In a sense, freelancers are scraping the parts of company life that sucked the life out of them — toxic culture, compulsory collaboration, unnecessary busy work, rigid business hours — and rebuilding the parts that fed them in friendlier, more flexible form. And it’s working. Researchers Gretchen Spreitzer, Peter Bacevice, and Lyndon Garrett wrote in Harvard Business Review:
“As researchers who have, for years, studied how employees thrive, we were surprised to discover that people who belong to them [coworking spaces] report levels of thriving that approach an average of 6 on a 7-point scale. This is at least a point higher than the average for employees who do their jobs in regular offices, and something so unheard of that we had to look at the data again.”
It all checked out. They found that there was a wide variety of sources of co-workers’ happiness, and one of the most central were communities characterized by authenticity, autonomy, and diversity. They write:
“Unlike a traditional office, co-working spaces consist of members who work for a range of different companies, ventures, and projects. Because there is little direct competition or internal politics, they don’t feel they have to put on a work persona to fit in.”
These spaces are not just glorified Starbucks, as one might imagine. There’s some powerful intention behind the environment created by coworkers in these spaces, starting with the manifesto (collectively created and now signed by people all over the world working in 1,700 different coworking spaces). It begins, in part: “We envision a new economic engine composed of collaboration and community, in contrast to the silos and secrecy of the 19th/20th century economy.”
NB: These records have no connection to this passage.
use std::path::PathBuf;

use thiserror::Error;

#[derive(Debug, Error)]
pub enum PredictError {
    #[error("expected {expected} features, got {got}")]
    FeatureLength { expected: usize, got: usize },

    #[error("model produced a non-finite output")]
    NonFinite,

    #[error("invalid model weights: {0}")]
    Shape(String),

    #[error("cannot read model file {path}: {source}")]
    Io {
        path:   PathBuf,
        #[source]
        source: std::io::Error,
    },

    #[error("cannot parse model file {path}: {source}")]
    Json {
        path:   PathBuf,
        #[source]
        source: serde_json::Error,
    },
}

pub type PredictResult<T> = Result<T, PredictError>;
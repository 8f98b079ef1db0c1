//! Simulation calendar and time conversions.
//!
//! # Design
//!
//! Stages are day-stepped: the plant and port simulators iterate calendar
//! dates, while trips and vessel events carry second-resolution timestamps.
//! Both use `chrono` naive types; the simulation has no time zone.
//!
//! Fractional hours (transit times, delays) convert to `chrono::Duration` at
//! millisecond resolution.  A delay rounded to two decimals of an hour is a
//! whole multiple of 36 s, so `eta + hours(delay)` is exact to the second.

use std::fmt;

use chrono::{Duration, NaiveDate, NaiveDateTime, NaiveTime};

use crate::{SfError, SfResult, SimRng};

/// Date cell format.
pub const DATE_FORMAT: &str = "%Y-%m-%d";

/// Timestamp cell format.
pub const DATETIME_FORMAT: &str = "%Y-%m-%d %H:%M:%S";

/// Midnight at the start of `date`.
#[inline]
pub fn day_start(date: NaiveDate) -> NaiveDateTime {
    date.and_time(NaiveTime::MIN)
}

/// Convert fractional hours to a `Duration` (millisecond resolution).
#[inline]
pub fn hours(h: f64) -> Duration {
    Duration::milliseconds((h * 3_600_000.0).round() as i64)
}

/// Fractional hours from `earlier` to `later` (negative if reversed).
#[inline]
pub fn hours_between(earlier: NaiveDateTime, later: NaiveDateTime) -> f64 {
    (later - earlier).num_milliseconds() as f64 / 3_600_000.0
}

/// Seconds since the Unix epoch, as used by the prediction feature vectors.
#[inline]
pub fn epoch_secs(t: NaiveDateTime) -> i64 {
    t.and_utc().timestamp()
}

/// A uniformly random second-resolution instant within `date`.
pub fn random_time_in_day(date: NaiveDate, rng: &mut SimRng) -> NaiveDateTime {
    let h: i64 = rng.gen_range(0..24);
    let m: i64 = rng.gen_range(0..60);
    let s: i64 = rng.gen_range(0..60);
    day_start(date) + Duration::seconds(h * 3_600 + m * 60 + s)
}

/// Parse a `YYYY-MM-DD` date.
pub fn parse_date(s: &str) -> SfResult<NaiveDate> {
    NaiveDate::parse_from_str(s.trim(), DATE_FORMAT)
        .map_err(|e| SfError::Parse(format!("invalid date {s:?}: {e}")))
}

/// Parse a timestamp in [`DATETIME_FORMAT`], also accepting the ISO `T`
/// separator and fractional seconds written by other tools.
pub fn parse_datetime(s: &str) -> SfResult<NaiveDateTime> {
    let s = s.trim();
    NaiveDateTime::parse_from_str(s, DATETIME_FORMAT)
        .or_else(|_| NaiveDateTime::parse_from_str(s, "%Y-%m-%d %H:%M:%S%.f"))
        .or_else(|_| NaiveDateTime::parse_from_str(s, "%Y-%m-%dT%H:%M:%S%.f"))
        .map_err(|e| SfError::Parse(format!("invalid timestamp {s:?}: {e}")))
}

// ── SimCalendar ───────────────────────────────────────────────────────────────

/// A contiguous run of simulated days starting at `start`.
#[derive(Copy, Clone, Debug, PartialEq, Eq)]
#[cfg_attr(feature = "serde", derive(serde::Serialize, serde::Deserialize))]
pub struct SimCalendar {
    /// First simulated day.
    pub start: NaiveDate,
    /// Number of simulated days.
    pub days:  u32,
}

impl SimCalendar {
    pub fn new(start: NaiveDate, days: u32) -> Self {
        Self { start, days }
    }

    /// Calendar covering `first..=last`.  Empty if `last < first`.
    pub fn spanning(first: NaiveDate, last: NaiveDate) -> Self {
        let days = (last - first).num_days() + 1;
        Self { start: first, days: u32::try_from(days.max(0)).unwrap_or(0) }
    }

    /// The `day`-th simulated date (0-based).
    #[inline]
    pub fn date(&self, day: u32) -> NaiveDate {
        self.start + Duration::days(i64::from(day))
    }

    /// The final simulated date, or `None` for an empty calendar.
    pub fn last(&self) -> Option<NaiveDate> {
        self.days.checked_sub(1).map(|d| self.date(d))
    }

    /// Exclusive end date.
    #[inline]
    pub fn end(&self) -> NaiveDate {
        self.date(self.days)
    }

    pub fn contains(&self, date: NaiveDate) -> bool {
        date >= self.start && date < self.end()
    }

    pub fn is_empty(&self) -> bool {
        self.days == 0
    }

    /// Iterator over every simulated date in order.
    pub fn dates(&self) -> impl Iterator<Item = NaiveDate> + '_ {
        (0..self.days).map(|d| self.date(d))
    }
}

impl fmt::Display for SimCalendar {
    fn fmt(&self, f: &mut fmt::Formatter<'_>) -> fmt::Result {
        write!(f, "{} + {} days", self.start.format(DATE_FORMAT), self.days)
    }
}

// ── serde adapter ─────────────────────────────────────────────────────────────

/// `#[serde(with = "sf_core::calendar::datetime_format")]` for timestamp cells.
#[cfg(feature = "serde")]
pub mod datetime_format {
    use chrono::NaiveDateTime;
    use serde::{Deserialize, Deserializer, Serializer};

    pub fn serialize<S: Serializer>(value: &NaiveDateTime, s: S) -> Result<S::Ok, S::Error> {
        s.serialize_str(&value.format(super::DATETIME_FORMAT).to_string())
    }

    pub fn deserialize<'de, D: Deserializer<'de>>(d: D) -> Result<NaiveDateTime, D::Error> {
        let raw = String::deserialize(d)?;
        super::parse_datetime(&raw).map_err(serde::de::Error::custom)
    }
}
//! Unit tests for sf-predict.

use chrono::NaiveDate;

use sf_core::Material;
use sf_table::{TripRow, VesselDelayRow};

fn trip(id: &str, source: &str, dest: &str, material: Material, rake: u32) -> TripRow {
    let dep = NaiveDate::from_ymd_opt(2023, 1, 5).unwrap().and_hms_opt(6, 0, 0).unwrap();
    TripRow {
        trip_id:                 id.into(),
        rake_id:                 rake,
        material_flow:           material.flow(),
        material,
        source:                  source.into(),
        destination:             dest.into(),
        quantity_tonnes:         4000.0,
        distance_km:             650.0,
        rake_availability_index: 1.2,
        base_time_h:             16.25,
        loading_time_h:          4.0,
        unloading_time_h:        3.2,
        delay_h:                 5.0,
        total_time_h:            28.45,
        departure_time:          dep,
        arrival_time:            dep + chrono::Duration::hours(28),
        rail_freight_inr_tonne:  3900.0,
        port_handling_inr_tonne: 300.0,
        total_trip_cost_inr:     16_800_000.0,
    }
}

fn sample_trips() -> Vec<TripRow> {
    vec![
        trip("BHI_0002", "Bhilai Steel Plant", "Haldia Port", Material::Steel, 200_000),
        trip("BHI_0001", "Dalli Rajhara Mine", "Bhilai Steel Plant", Material::Coal, 100_000),
        trip("ROU_0001", "Paradip Port", "Rourkela Steel Plant", Material::Limestone, 100_000),
    ]
}

fn call(vessel: &str, port: &str, day: u32) -> VesselDelayRow {
    let eta = NaiveDate::from_ymd_opt(2022, 3, day).unwrap().and_hms_opt(14, 30, 0).unwrap();
    VesselDelayRow {
        vessel_name:              vessel.into(),
        port_name:                port.into(),
        eta_datetime:             eta,
        actual_berth_time:        eta + chrono::Duration::hours(20),
        parcel_size_tonnes:       60_000.0,
        laydays_start:            eta - chrono::Duration::days(2),
        laydays_end:              eta + chrono::Duration::days(8),
        queue_length:             2,
        weather_score:            1,
        crane_availability:       3,
        past_delay_avg_hours:     22.5,
        laydays_limit_hours:      96.0,
        delay_hours:              20.0,
        demurrage_cost_inr:       0.0,
        port_utilization_percent: 64.0,
    }
}

fn sample_calls() -> Vec<VesselDelayRow> {
    vec![
        call("V007", "Paradip Port", 3),
        call("V002", "Haldia Port", 4),
        call("V007", "Haldia Port", 6),
    ]
}

#[cfg(test)]
mod encode {
    use crate::LabelEncoder;

    #[test]
    fn codes_follow_sorted_order() {
        let enc = LabelEncoder::fit(["Steel", "Coal", "Limestone", "Coal"]);
        assert_eq!(enc.len(), 3);
        assert_eq!(enc.encode("Coal"), Some(0));
        assert_eq!(enc.encode("Limestone"), Some(1));
        assert_eq!(enc.encode("Steel"), Some(2));
        assert_eq!(enc.encode("Iron"), None);
        assert_eq!(enc.feature("Iron"), -1.0);
    }
}

#[cfg(test)]
mod features {
    use super::*;
    use crate::{PORT_FEATURES, PortFeatureEncoder, RAIL_FEATURES, RailFeatureEncoder};

    #[test]
    fn rail_vector_layout() {
        let trips = sample_trips();
        let enc = RailFeatureEncoder::fit(&trips);
        let f = enc.features(&trips[0]);
        assert_eq!(f.len(), RAIL_FEATURES.len());
        assert_eq!(f[0], 4000.0);
        assert_eq!(f[1], 650.0);
        // BHI_0002 sorts second among three trip ids.
        assert_eq!(f[9], 1.0);
        // Outbound sorts after Inbound.
        assert_eq!(f[10], 1.0);
        assert_eq!(f[11], 2.0);
        // 200000 sorts after 100000.
        assert_eq!(f[14], 1.0);
    }

    #[test]
    fn port_vector_has_ten_features() {
        assert_eq!(PORT_FEATURES.len(), 10);
        assert_eq!(PORT_FEATURES[0], "id");
        assert_eq!(PORT_FEATURES[9], "laydays_end_sec");
    }

    #[test]
    fn port_vector_layout() {
        let calls = sample_calls();
        let enc = PortFeatureEncoder::fit(&calls);
        let f = enc.features(3, &calls[2]);
        assert_eq!(f.len(), PORT_FEATURES.len());
        assert_eq!(f[0], 3.0);
        assert_eq!(f[1], 60_000.0);
        assert_eq!(f[2], 2.0);
        assert_eq!(f[4], 3.0);
        // Haldia sorts before Paradip, V007 after V002.
        assert_eq!(f[5], 0.0);
        assert_eq!(f[6], 1.0);
        assert!(f[8] < f[7] && f[7] < f[9]);
    }
}

#[cfg(test)]
mod linear {
    use std::path::Path;

    use crate::{LinearPredictor, PredictError, Predictor};

    #[test]
    fn weighted_sum_plus_bias() {
        let m = LinearPredictor::new([vec![1.0, 2.0], vec![0.5, 0.0]], [1.0, 10.0]).unwrap();
        let p = m.predict(&[3.0, 4.0]).unwrap();
        assert_eq!(p.delay_hours, 12.0);
        assert_eq!(p.cost, 11.5);
        assert_eq!(m.input_len(), Some(2));
    }

    #[test]
    fn wrong_feature_count_is_an_error() {
        let m = LinearPredictor::new([vec![1.0; 15], vec![1.0; 15]], [0.0, 0.0]).unwrap();
        let err = m.predict(&[1.0; 10]).unwrap_err();
        assert!(matches!(err, PredictError::FeatureLength { expected: 15, got: 10 }));
    }

    #[test]
    fn parses_json_weights() {
        let json = r#"{"weights": [[0.1, 0.2, 0.3], [1.0, 1.0, 1.0]], "bias": [2.0, 3.0]}"#;
        let m = LinearPredictor::from_json(json, Path::new("w.json")).unwrap();
        assert_eq!(m.input_len(), Some(3));
    }

    #[test]
    fn mismatched_rows_are_rejected() {
        let json = r#"{"weights": [[0.1, 0.2], [1.0]], "bias": [0.0, 0.0]}"#;
        let err = LinearPredictor::from_json(json, Path::new("w.json")).unwrap_err();
        assert!(matches!(err, PredictError::Shape(_)));
    }

    #[test]
    fn missing_file_names_the_path() {
        let err = LinearPredictor::load(Path::new("/nonexistent/weights.json")).unwrap_err();
        assert!(err.to_string().contains("/nonexistent/weights.json"));
    }
}

#[cfg(test)]
mod safe {
    use std::io::Write;

    use crate::{LinearPredictor, ModelKind, Prediction, SafePredictor};

    #[test]
    fn unloaded_defaults() {
        assert_eq!(SafePredictor::unloaded(ModelKind::Port).predict(&[]), Prediction::new(10.0, 350.0));
        assert_eq!(SafePredictor::unloaded(ModelKind::Rail).predict(&[]), Prediction::new(8.0, 450.0));
    }

    #[test]
    fn runtime_failure_defaults() {
        let m = LinearPredictor::new([vec![1.0; 3], vec![1.0; 3]], [0.0, 0.0]).unwrap();
        let port = SafePredictor::new(ModelKind::Port, Some(Box::new(m.clone())));
        let rail = SafePredictor::new(ModelKind::Rail, Some(Box::new(m)));
        assert_eq!(port.predict(&[1.0; 5]), Prediction::new(12.0, 400.0));
        assert_eq!(rail.predict(&[1.0; 5]), Prediction::new(9.5, 500.0));
        assert_eq!(rail.predict(&[1.0; 3]), Prediction::new(3.0, 3.0));
    }

    #[test]
    fn load_failure_leaves_predictor_unloaded() {
        let mut f = tempfile::NamedTempFile::new().unwrap();
        write!(f, "not json").unwrap();
        let p = SafePredictor::load(ModelKind::Rail, Some(f.path()));
        assert!(!p.is_loaded());
        assert!(!SafePredictor::load(ModelKind::Port, None).is_loaded());
    }
}

#[cfg(test)]
mod score {
    use super::*;
    use crate::{LinearPredictor, ModelKind, SafePredictor, score_trains, score_vessels};

    #[test]
    fn one_prediction_per_trip_in_order() {
        let trips = sample_trips();
        let rows = score_trains(&trips, &SafePredictor::unloaded(ModelKind::Rail));
        assert_eq!(rows.len(), 3);
        assert_eq!(rows[0].trip_id, "BHI_0002");
        assert!(rows.iter().all(|r| r.predicted_delay_h == 8.0 && r.predicted_cost_inr == 450.0));
    }

    #[test]
    fn loaded_model_scores_quantity() {
        let mut delay = vec![0.0; 15];
        delay[0] = 0.001;
        let model = LinearPredictor::new([delay, vec![0.0; 15]], [0.0, 100.0]).unwrap();
        let rows = score_trains(&sample_trips(), &SafePredictor::new(ModelKind::Rail, Some(Box::new(model))));
        assert!(rows.iter().all(|r| r.predicted_delay_h == 4.0 && r.predicted_cost_inr == 100.0));
    }

    #[test]
    fn one_vessel_prediction_per_call_with_port_fallback() {
        let calls = sample_calls();
        let rows = score_vessels(&calls, &SafePredictor::unloaded(ModelKind::Port));
        assert_eq!(rows.len(), calls.len());
        for (row, call) in rows.iter().zip(&calls) {
            assert_eq!(row.vessel_name, call.vessel_name);
            assert_eq!(row.port_name, call.port_name);
            assert_eq!(row.eta_datetime, call.eta_datetime);
            assert_eq!((row.predicted_delay_h, row.predicted_cost_inr), (10.0, 350.0));
        }
    }

    #[test]
    fn failing_port_model_gives_runtime_fallback() {
        // Built for the 15 rail features, so every 10-feature port vector fails.
        let model = LinearPredictor::new([vec![0.0; 15], vec![0.0; 15]], [0.0, 0.0]).unwrap();
        let rows = score_vessels(&sample_calls(), &SafePredictor::new(ModelKind::Port, Some(Box::new(model))));
        assert!(rows.iter().all(|r| r.predicted_delay_h == 12.0 && r.predicted_cost_inr == 400.0));
    }
}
It isn’t that Americans don’t want to be friends with their co-workers. In fact, it seems that we all crave community — both on and off the proverbial clock. But we want community born of bottom-up serendipity, not top-down mandates. We want to collaborate with people who work in fields and mediums totally unlike ours, people with different styles and backgrounds, people who push us to grow — not because they’re anticipating that quarterly evaluation, but because they want to do impactful work in the world. That’s the sort of social capital that a company picnic once a year simply can’t create, no matter how good the hot dogs.